_Instructions for the task:_ Report each line of the data below in which "impl" appears.

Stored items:
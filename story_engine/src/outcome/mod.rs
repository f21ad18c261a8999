//! Outcome Pool Selector - outcome bundles and the rules that pick from them.

mod scoring;

pub use scoring::*;

use rand::{Rng, SeedableRng};
use rand_chacha::ChaCha8Rng;
use serde::{Deserialize, Serialize};
use std::collections::{BTreeMap, HashMap};

use world_graph::{StateDelta, TagRef};

use crate::asset::AssetRequirement;
use crate::error::SelectionError;

/// How a bundle turns scores into one winner.
#[derive(Debug, Clone, Copy, PartialEq, Eq, Default, Serialize, Deserialize)]
#[serde(rename_all = "snake_case")]
pub enum SelectionRule {
    /// Highest score wins; ties go to the lowest authored index.
    #[default]
    HighestScore,
    /// Scores become weights for a cycle-seeded draw.
    WeightedRandom,
    /// First eligible candidate in authored order.
    FirstEligible,
}

/// Where a bundle's qualitative input comes from.
#[derive(Debug, Clone, PartialEq, Serialize, Deserialize)]
#[serde(tag = "from", rename_all = "snake_case")]
pub enum InputSource {
    /// A fixed tag.
    Tag { tag: TagRef },
    /// The qualitative tag on the node's first outgoing edge with this relation.
    Edge { relation: String },
}

/// A named qualitative value resolved once per node before scoring.
#[derive(Debug, Clone, PartialEq, Serialize, Deserialize)]
pub struct QualitativeInput {
    pub name: String,
    #[serde(flatten)]
    pub source: InputSource,
}

impl QualitativeInput {
    /// Input read from a tag on the node.
    pub fn tag(name: impl Into<String>, tag: TagRef) -> Self {
        Self {
            name: name.into(),
            source: InputSource::Tag { tag },
        }
    }

    /// Input read from the node's strongest edge of `relation`.
    pub fn edge(name: impl Into<String>, relation: impl Into<String>) -> Self {
        Self {
            name: name.into(),
            source: InputSource::Edge {
                relation: relation.into(),
            },
        }
    }
}

fn default_true() -> bool {
    true
}

/// An eligibility requirement on a candidate outcome.
///
/// Numeric thresholds are half-open: `at_least <= value < below`.
#[derive(Debug, Clone, PartialEq, Serialize, Deserialize)]
#[serde(tag = "kind", rename_all = "snake_case")]
pub enum Precondition {
    /// A resolved qualitative input.
    Resolved {
        input: String,
        #[serde(default)]
        at_least: Option<f64>,
        #[serde(default)]
        below: Option<f64>,
    },
    Stat {
        stat: String,
        #[serde(default)]
        at_least: Option<f64>,
        #[serde(default)]
        below: Option<f64>,
    },
    Flag {
        flag: String,
        #[serde(default = "default_true")]
        value: bool,
    },
    WorldFlag {
        flag: String,
        #[serde(default = "default_true")]
        value: bool,
    },
    TimerIdle {
        timer: String,
    },
}

/// One candidate in a bundle.
#[derive(Debug, Clone, Serialize, Deserialize)]
pub struct Outcome {
    pub id: String,
    #[serde(default)]
    pub base_weight: f64,

    /// Weight per qualitative input, applied to its normalised value.
    #[serde(default)]
    pub input_weights: BTreeMap<String, f64>,

    /// How risky the outcome is, in `[0, 1]`; scaled by the persona's risk bias.
    #[serde(default)]
    pub risk: f64,
    #[serde(default)]
    pub preconditions: Vec<Precondition>,

    /// Cycles before the outcome can be chosen again.
    #[serde(default)]
    pub cooldown: Option<u32>,

    /// Written back to the node when chosen.
    #[serde(default)]
    pub effects: StateDelta,
    #[serde(default)]
    pub adjusters: Vec<String>,
    #[serde(default)]
    pub asset: Option<AssetRequirement>,
}

impl Outcome {
    /// Outcome with no inputs, effects or asset.
    pub fn new(id: impl Into<String>, base_weight: f64) -> Self {
        Self {
            id: id.into(),
            base_weight,
            input_weights: BTreeMap::new(),
            risk: 0.0,
            preconditions: Vec::new(),
            cooldown: None,
            effects: StateDelta::default(),
            adjusters: Vec::new(),
            asset: None,
        }
    }

    /// Weight of a named input in the score.
    pub fn with_input_weight(mut self, input: impl Into<String>, weight: f64) -> Self {
        self.input_weights.insert(input.into(), weight);
        self
    }

    /// Risk in `[0, 1]`, weighed against the persona's risk bias.
    pub fn with_risk(mut self, risk: f64) -> Self {
        self.risk = risk;
        self
    }

    /// Add a precondition.
    pub fn with_precondition(mut self, precondition: Precondition) -> Self {
        self.preconditions.push(precondition);
        self
    }

    /// Cycles before the outcome may fire again on the same node.
    pub fn with_cooldown(mut self, cycles: u32) -> Self {
        self.cooldown = Some(cycles);
        self
    }

    /// State changes committed when the outcome is chosen.
    pub fn with_effects(mut self, effects: StateDelta) -> Self {
        self.effects = effects;
        self
    }

    /// Apply a registered weight adjuster.
    pub fn with_adjuster(mut self, name: impl Into<String>) -> Self {
        self.adjusters.push(name.into());
        self
    }

    /// Bind an asset requirement.
    pub fn with_asset(mut self, asset: AssetRequirement) -> Self {
        self.asset = Some(asset);
        self
    }

    /// Timer that blocks this outcome while it runs.
    pub fn cooldown_timer(&self) -> String {
        format!("cooldown:{}", self.id)
    }

    /// Counter bumped each time this outcome is chosen.
    pub fn counter(&self) -> String {
        format!("outcome:{}", self.id)
    }
}

/// A named group of candidate outcomes with a selection rule.
#[derive(Debug, Clone, Serialize, Deserialize)]
pub struct OutcomeBundle {
    pub id: String,
    #[serde(default)]
    pub rule: SelectionRule,
    #[serde(default)]
    pub inputs: Vec<QualitativeInput>,
    #[serde(default)]
    pub outcomes: Vec<Outcome>,
}

impl OutcomeBundle {
    /// Empty bundle using `rule`.
    pub fn new(id: impl Into<String>, rule: SelectionRule) -> Self {
        Self {
            id: id.into(),
            rule,
            inputs: Vec::new(),
            outcomes: Vec::new(),
        }
    }

    /// Add a qualitative input.
    pub fn with_input(mut self, input: QualitativeInput) -> Self {
        self.inputs.push(input);
        self
    }

    /// Add an outcome.
    pub fn with_outcome(mut self, outcome: Outcome) -> Self {
        self.outcomes.push(outcome);
        self
    }

    /// Outcome with this id.
    pub fn outcome(&self, id: &str) -> Option<&Outcome> {
        self.outcomes.iter().find(|o| o.id == id)
    }
}

/// A scored candidate, aligned with the bundle's authored order by `index`.
#[derive(Debug, Clone, PartialEq)]
pub struct ScoredCandidate {
    pub index: usize,
    pub score: f64,
    pub eligible: bool,
}

impl ScoredCandidate {
    /// Eligible candidate with `score`.
    pub fn new(index: usize, score: f64) -> Self {
        Self {
            index,
            score,
            eligible: true,
        }
    }

    /// Candidate that failed a precondition.
    pub fn ineligible(index: usize) -> Self {
        Self {
            index,
            score: 0.0,
            eligible: false,
        }
    }
}

/// The winner of one selection.
#[derive(Debug, Clone, PartialEq)]
pub struct Selection {
    pub bundle: String,
    pub index: usize,
    pub outcome: String,
    pub score: f64,
    pub rule: SelectionRule,
}

/// Maps bundle ids to bundles and applies their selection rules.
#[derive(Debug, Clone, Default)]
pub struct OutcomePoolSelector {
    bundles: HashMap<String, OutcomeBundle>,
    order: Vec<String>,
}

impl OutcomePoolSelector {
    /// Selector over `bundles`. Later duplicates replace earlier ones.
    pub fn new(bundles: Vec<OutcomeBundle>) -> Self {
        let mut selector = Self::default();
        for bundle in bundles {
            selector.insert(bundle);
        }
        selector
    }

    /// Add or replace a bundle.
    pub fn insert(&mut self, bundle: OutcomeBundle) {
        if !self.bundles.contains_key(&bundle.id) {
            self.order.push(bundle.id.clone());
        }
        self.bundles.insert(bundle.id.clone(), bundle);
    }

    /// Bundle with this id.
    pub fn bundle(&self, id: &str) -> Option<&OutcomeBundle> {
        self.bundles.get(id)
    }

    /// Bundles in insertion order.
    pub fn bundles(&self) -> impl Iterator<Item = &OutcomeBundle> {
        self.order.iter().filter_map(|id| self.bundles.get(id))
    }

    /// Number of bundles.
    pub fn len(&self) -> usize {
        self.bundles.len()
    }

    /// Whether there are no bundles.
    pub fn is_empty(&self) -> bool {
        self.bundles.is_empty()
    }

    /// Pick one outcome from scored candidates.
    ///
    /// `seed` drives the weighted-random rule and nothing else.
    pub fn select(
        &self,
        bundle_id: &str,
        candidates: &[ScoredCandidate],
        seed: u64,
    ) -> Result<Selection, SelectionError> {
        let bundle = self
            .bundles
            .get(bundle_id)
            .ok_or_else(|| SelectionError::UnknownBundle(bundle_id.to_string()))?;

        let mut eligible: Vec<&ScoredCandidate> = candidates
            .iter()
            .filter(|c| c.eligible && c.index < bundle.outcomes.len())
            .collect();
        eligible.sort_by_key(|c| c.index);

        let chosen = match bundle.rule {
            SelectionRule::HighestScore => highest_score(&eligible),
            SelectionRule::FirstEligible => eligible.first().copied(),
            SelectionRule::WeightedRandom => weighted_random(&eligible, seed),
        };

        let chosen = chosen.ok_or_else(|| SelectionError::NoEligibleOutcome {
            bundle: bundle_id.to_string(),
        })?;

        Ok(Selection {
            bundle: bundle.id.clone(),
            index: chosen.index,
            outcome: bundle.outcomes[chosen.index].id.clone(),
            score: chosen.score,
            rule: bundle.rule,
        })
    }
}

/// `NaN` ranks as zero, the same floor `score_candidate` applies.
fn ranking_score(score: f64) -> f64 {
    if score.is_nan() {
        0.0
    } else {
        score
    }
}

fn highest_score<'a>(eligible: &[&'a ScoredCandidate]) -> Option<&'a ScoredCandidate> {
    let mut best: Option<&'a ScoredCandidate> = None;
    for candidate in eligible {
        match best {
            // Strictly greater, so the earliest index keeps ties.
            Some(current) if ranking_score(candidate.score) <= ranking_score(current.score) => {}
            _ => best = Some(*candidate),
        }
    }
    best
}

fn weighted_random<'a>(eligible: &[&'a ScoredCandidate], seed: u64) -> Option<&'a ScoredCandidate> {
    if eligible.is_empty() {
        return None;
    }
    let mut rng = ChaCha8Rng::seed_from_u64(seed);

    let weights: Vec<f64> = eligible
        .iter()
        .map(|c| if c.score.is_finite() { c.score.max(0.0) } else { 0.0 })
        .collect();
    let total: f64 = weights.iter().sum();

    if total <= 0.0 {
        return Some(eligible[rng.gen_range(0..eligible.len())]);
    }

    let mut roll = rng.gen_range(0.0..total);
    for (candidate, weight) in eligible.iter().zip(&weights) {
        if roll < *weight {
            return Some(*candidate);
        }
        roll -= weight;
    }
    eligible
        .iter()
        .zip(&weights)
        .rev()
        .find(|(_, w)| **w > 0.0)
        .map(|(c, _)| *c)
}
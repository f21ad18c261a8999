//! # Story Engine
//!
//! The decision layer over a [`world_graph`] scenario. Each externally
//! triggered sweep walks the graph, turns authored qualitative tags into
//! numbers, scores and picks one outcome per eligible node, binds it to media
//! assets, and commits the resulting state changes in one batch.
//!
//! ## Core Components
//!
//! - **qualitative**: descriptor taxonomy and the cycle-seeded resolver
//! - **persona**: scoped bias profiles and conditional persona swaps
//! - **outcome**: outcome bundles, scoring and selection rules
//! - **asset**: catalog boundary, mood and recency ranking, asset chains
//! - **adjuster**: pluggable read-only scoring hooks
//! - **orchestrator**: the sweep state machine and its report
//! - **config**: TOML engine configuration
//!
//! ## Design Philosophy
//!
//! - **Read, then write once**: nothing touches runtime state before the commit phase
//! - **Node-local failure**: a node that cannot advance is reported, the sweep goes on
//! - **Replayable**: every random draw is seeded from `(seed, node, key, cycle)`

pub mod adjuster;
pub mod asset;
pub mod config;
pub mod error;
pub mod orchestrator;
pub mod outcome;
pub mod persona;
pub mod qualitative;

pub use adjuster::*;
pub use asset::*;
pub use config::*;
pub use error::*;
pub use orchestrator::*;
pub use outcome::*;
pub use persona::*;
pub use qualitative::*;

_Output for this task:_
impl QualitativeInput {
    pub fn tag(name: impl Into<String>, tag: TagRef) -> Self {
    pub fn edge(name: impl Into<String>, relation: impl Into<String>) -> Self {
impl Outcome {
    pub fn new(id: impl Into<String>, base_weight: f64) -> Self {
    pub fn with_input_weight(mut self, input: impl Into<String>, weight: f64) -> Self {
    pub fn with_adjuster(mut self, name: impl Into<String>) -> Self {
impl OutcomeBundle {
    pub fn new(id: impl Into<String>, rule: SelectionRule) -> Self {
impl ScoredCandidate {
impl OutcomePoolSelector {
    pub fn bundles(&self) -> impl Iterator<Item = &OutcomeBundle> {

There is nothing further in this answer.